Records for the exercise:
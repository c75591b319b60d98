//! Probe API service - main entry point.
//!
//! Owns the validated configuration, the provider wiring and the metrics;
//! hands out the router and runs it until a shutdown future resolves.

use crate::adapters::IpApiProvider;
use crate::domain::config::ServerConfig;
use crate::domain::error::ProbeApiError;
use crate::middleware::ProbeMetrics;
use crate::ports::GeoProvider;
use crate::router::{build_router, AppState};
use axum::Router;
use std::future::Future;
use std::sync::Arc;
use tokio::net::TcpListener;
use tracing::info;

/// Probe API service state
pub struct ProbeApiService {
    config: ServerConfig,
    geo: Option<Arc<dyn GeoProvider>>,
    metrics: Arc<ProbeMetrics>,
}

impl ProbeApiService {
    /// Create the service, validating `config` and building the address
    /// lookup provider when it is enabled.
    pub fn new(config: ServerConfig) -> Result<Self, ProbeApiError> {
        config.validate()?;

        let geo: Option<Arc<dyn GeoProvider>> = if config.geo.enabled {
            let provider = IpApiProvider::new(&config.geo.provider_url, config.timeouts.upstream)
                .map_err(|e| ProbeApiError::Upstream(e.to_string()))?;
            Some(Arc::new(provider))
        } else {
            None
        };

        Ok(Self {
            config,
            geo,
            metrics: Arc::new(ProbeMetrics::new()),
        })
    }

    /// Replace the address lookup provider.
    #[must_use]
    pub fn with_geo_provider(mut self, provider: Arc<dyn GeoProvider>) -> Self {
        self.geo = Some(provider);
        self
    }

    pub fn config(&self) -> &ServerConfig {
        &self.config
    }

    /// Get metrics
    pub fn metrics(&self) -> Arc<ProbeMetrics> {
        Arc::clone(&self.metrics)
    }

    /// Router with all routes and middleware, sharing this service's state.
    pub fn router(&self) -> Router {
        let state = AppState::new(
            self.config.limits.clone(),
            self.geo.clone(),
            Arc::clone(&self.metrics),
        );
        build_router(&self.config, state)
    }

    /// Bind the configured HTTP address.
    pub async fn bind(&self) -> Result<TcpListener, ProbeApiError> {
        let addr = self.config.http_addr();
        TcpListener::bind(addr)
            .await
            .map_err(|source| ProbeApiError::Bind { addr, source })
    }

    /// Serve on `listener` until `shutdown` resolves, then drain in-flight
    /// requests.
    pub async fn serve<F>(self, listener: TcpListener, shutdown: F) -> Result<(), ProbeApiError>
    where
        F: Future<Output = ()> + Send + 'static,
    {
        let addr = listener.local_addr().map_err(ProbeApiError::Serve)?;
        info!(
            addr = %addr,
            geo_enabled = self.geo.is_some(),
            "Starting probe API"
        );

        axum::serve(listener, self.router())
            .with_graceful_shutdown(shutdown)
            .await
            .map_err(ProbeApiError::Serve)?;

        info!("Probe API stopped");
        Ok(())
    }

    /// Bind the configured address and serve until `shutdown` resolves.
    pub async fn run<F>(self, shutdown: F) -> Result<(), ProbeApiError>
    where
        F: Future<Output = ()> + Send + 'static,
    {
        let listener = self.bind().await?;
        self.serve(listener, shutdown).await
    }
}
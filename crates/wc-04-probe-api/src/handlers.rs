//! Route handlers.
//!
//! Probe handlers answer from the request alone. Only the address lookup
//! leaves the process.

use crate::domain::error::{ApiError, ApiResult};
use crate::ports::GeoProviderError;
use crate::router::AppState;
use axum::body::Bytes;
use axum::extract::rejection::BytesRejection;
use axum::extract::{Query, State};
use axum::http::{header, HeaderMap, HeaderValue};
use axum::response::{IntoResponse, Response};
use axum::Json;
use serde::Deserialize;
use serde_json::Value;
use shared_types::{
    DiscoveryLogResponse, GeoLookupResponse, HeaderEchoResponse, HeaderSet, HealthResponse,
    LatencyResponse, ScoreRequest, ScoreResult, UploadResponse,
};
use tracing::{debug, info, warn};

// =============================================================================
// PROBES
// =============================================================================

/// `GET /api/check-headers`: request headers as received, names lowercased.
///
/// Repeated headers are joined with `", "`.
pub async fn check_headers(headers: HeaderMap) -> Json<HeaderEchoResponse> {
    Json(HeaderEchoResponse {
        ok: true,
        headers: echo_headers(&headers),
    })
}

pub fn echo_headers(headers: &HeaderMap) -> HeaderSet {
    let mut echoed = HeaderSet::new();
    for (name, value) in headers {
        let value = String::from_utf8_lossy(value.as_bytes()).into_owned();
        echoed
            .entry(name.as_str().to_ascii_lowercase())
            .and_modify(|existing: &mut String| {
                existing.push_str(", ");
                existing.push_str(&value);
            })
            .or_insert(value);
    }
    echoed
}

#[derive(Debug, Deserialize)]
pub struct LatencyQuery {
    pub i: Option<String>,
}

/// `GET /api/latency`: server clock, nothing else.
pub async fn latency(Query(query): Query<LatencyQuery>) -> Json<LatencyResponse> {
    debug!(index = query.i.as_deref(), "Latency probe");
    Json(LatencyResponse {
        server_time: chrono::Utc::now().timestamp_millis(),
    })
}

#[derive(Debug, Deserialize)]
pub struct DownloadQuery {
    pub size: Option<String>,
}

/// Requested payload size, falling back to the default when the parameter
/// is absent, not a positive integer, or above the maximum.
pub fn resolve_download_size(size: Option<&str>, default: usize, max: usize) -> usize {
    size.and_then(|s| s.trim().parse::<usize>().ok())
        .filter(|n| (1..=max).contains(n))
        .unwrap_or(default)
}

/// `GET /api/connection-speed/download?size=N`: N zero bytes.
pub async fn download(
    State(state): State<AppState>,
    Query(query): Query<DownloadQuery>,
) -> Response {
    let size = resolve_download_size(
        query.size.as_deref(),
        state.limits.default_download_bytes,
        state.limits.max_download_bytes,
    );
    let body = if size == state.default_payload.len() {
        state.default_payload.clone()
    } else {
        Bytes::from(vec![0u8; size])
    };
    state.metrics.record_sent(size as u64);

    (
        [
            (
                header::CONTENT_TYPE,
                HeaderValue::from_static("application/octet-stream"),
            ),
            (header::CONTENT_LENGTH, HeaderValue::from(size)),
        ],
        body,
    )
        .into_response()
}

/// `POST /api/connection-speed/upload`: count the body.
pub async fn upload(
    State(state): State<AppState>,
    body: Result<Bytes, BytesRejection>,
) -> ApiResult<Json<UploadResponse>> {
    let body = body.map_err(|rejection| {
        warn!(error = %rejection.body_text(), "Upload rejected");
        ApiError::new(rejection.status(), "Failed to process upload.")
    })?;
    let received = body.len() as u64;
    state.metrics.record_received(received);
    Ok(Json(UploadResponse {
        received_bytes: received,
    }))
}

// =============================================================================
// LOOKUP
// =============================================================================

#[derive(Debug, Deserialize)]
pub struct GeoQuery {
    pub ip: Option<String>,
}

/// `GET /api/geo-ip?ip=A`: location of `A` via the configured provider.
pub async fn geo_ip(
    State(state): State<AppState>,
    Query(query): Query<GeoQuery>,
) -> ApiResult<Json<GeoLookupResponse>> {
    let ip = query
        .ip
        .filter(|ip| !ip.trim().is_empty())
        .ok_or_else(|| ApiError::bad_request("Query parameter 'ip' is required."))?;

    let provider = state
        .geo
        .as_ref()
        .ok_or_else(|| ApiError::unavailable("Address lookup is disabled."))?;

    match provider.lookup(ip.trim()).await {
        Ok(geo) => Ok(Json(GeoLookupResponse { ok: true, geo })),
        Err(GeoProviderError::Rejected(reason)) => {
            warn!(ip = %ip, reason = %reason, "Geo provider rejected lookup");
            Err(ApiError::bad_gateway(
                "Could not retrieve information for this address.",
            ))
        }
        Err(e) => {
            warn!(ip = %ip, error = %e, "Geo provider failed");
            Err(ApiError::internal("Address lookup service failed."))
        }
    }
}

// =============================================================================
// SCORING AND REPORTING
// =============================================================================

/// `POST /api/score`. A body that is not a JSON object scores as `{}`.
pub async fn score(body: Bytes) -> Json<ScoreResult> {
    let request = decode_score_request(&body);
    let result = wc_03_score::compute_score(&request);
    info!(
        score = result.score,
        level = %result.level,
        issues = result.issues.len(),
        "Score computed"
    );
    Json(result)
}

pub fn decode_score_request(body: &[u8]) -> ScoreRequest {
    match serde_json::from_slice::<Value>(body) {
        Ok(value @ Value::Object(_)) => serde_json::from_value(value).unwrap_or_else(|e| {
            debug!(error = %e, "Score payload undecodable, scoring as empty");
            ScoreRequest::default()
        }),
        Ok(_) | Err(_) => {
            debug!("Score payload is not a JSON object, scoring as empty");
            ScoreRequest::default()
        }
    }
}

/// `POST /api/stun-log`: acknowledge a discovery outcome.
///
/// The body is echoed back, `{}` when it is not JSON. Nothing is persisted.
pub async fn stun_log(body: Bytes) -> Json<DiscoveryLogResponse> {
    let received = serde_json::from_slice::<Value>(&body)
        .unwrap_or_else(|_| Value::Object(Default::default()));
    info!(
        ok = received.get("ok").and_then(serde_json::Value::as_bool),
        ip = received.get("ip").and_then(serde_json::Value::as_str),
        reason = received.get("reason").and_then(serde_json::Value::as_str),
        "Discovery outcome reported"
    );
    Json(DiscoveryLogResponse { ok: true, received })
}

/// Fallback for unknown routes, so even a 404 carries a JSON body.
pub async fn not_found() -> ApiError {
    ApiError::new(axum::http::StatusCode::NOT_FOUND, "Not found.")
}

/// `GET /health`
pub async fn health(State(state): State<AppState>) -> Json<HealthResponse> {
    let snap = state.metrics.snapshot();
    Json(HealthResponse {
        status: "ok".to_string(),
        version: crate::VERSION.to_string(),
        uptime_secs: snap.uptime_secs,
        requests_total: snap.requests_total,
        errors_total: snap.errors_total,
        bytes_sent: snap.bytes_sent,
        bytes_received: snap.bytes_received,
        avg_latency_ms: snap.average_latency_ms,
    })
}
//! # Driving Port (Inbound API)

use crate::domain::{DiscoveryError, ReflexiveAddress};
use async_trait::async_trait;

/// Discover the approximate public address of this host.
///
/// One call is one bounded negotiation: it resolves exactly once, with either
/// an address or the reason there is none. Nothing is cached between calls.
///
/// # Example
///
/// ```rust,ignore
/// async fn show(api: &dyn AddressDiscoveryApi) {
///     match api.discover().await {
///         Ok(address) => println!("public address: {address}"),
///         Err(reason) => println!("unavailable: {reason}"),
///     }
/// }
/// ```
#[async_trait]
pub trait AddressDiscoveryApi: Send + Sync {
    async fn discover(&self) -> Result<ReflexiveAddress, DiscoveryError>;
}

Brief:
Print only what lies in the material above starting at the line with "Json(result)" and ending at the line with "Ok(_) | Err(_)", every line exactly as given.

Answer to the exercise:
    Json(result)
}

pub fn decode_score_request(body: &[u8]) -> ScoreRequest {
    match serde_json::from_slice::<Value>(body) {
        Ok(value @ Value::Object(_)) => serde_json::from_value(value).unwrap_or_else(|e| {
            debug!(error = %e, "Score payload undecodable, scoring as empty");
            ScoreRequest::default()
        }),
        Ok(_) | Err(_) => {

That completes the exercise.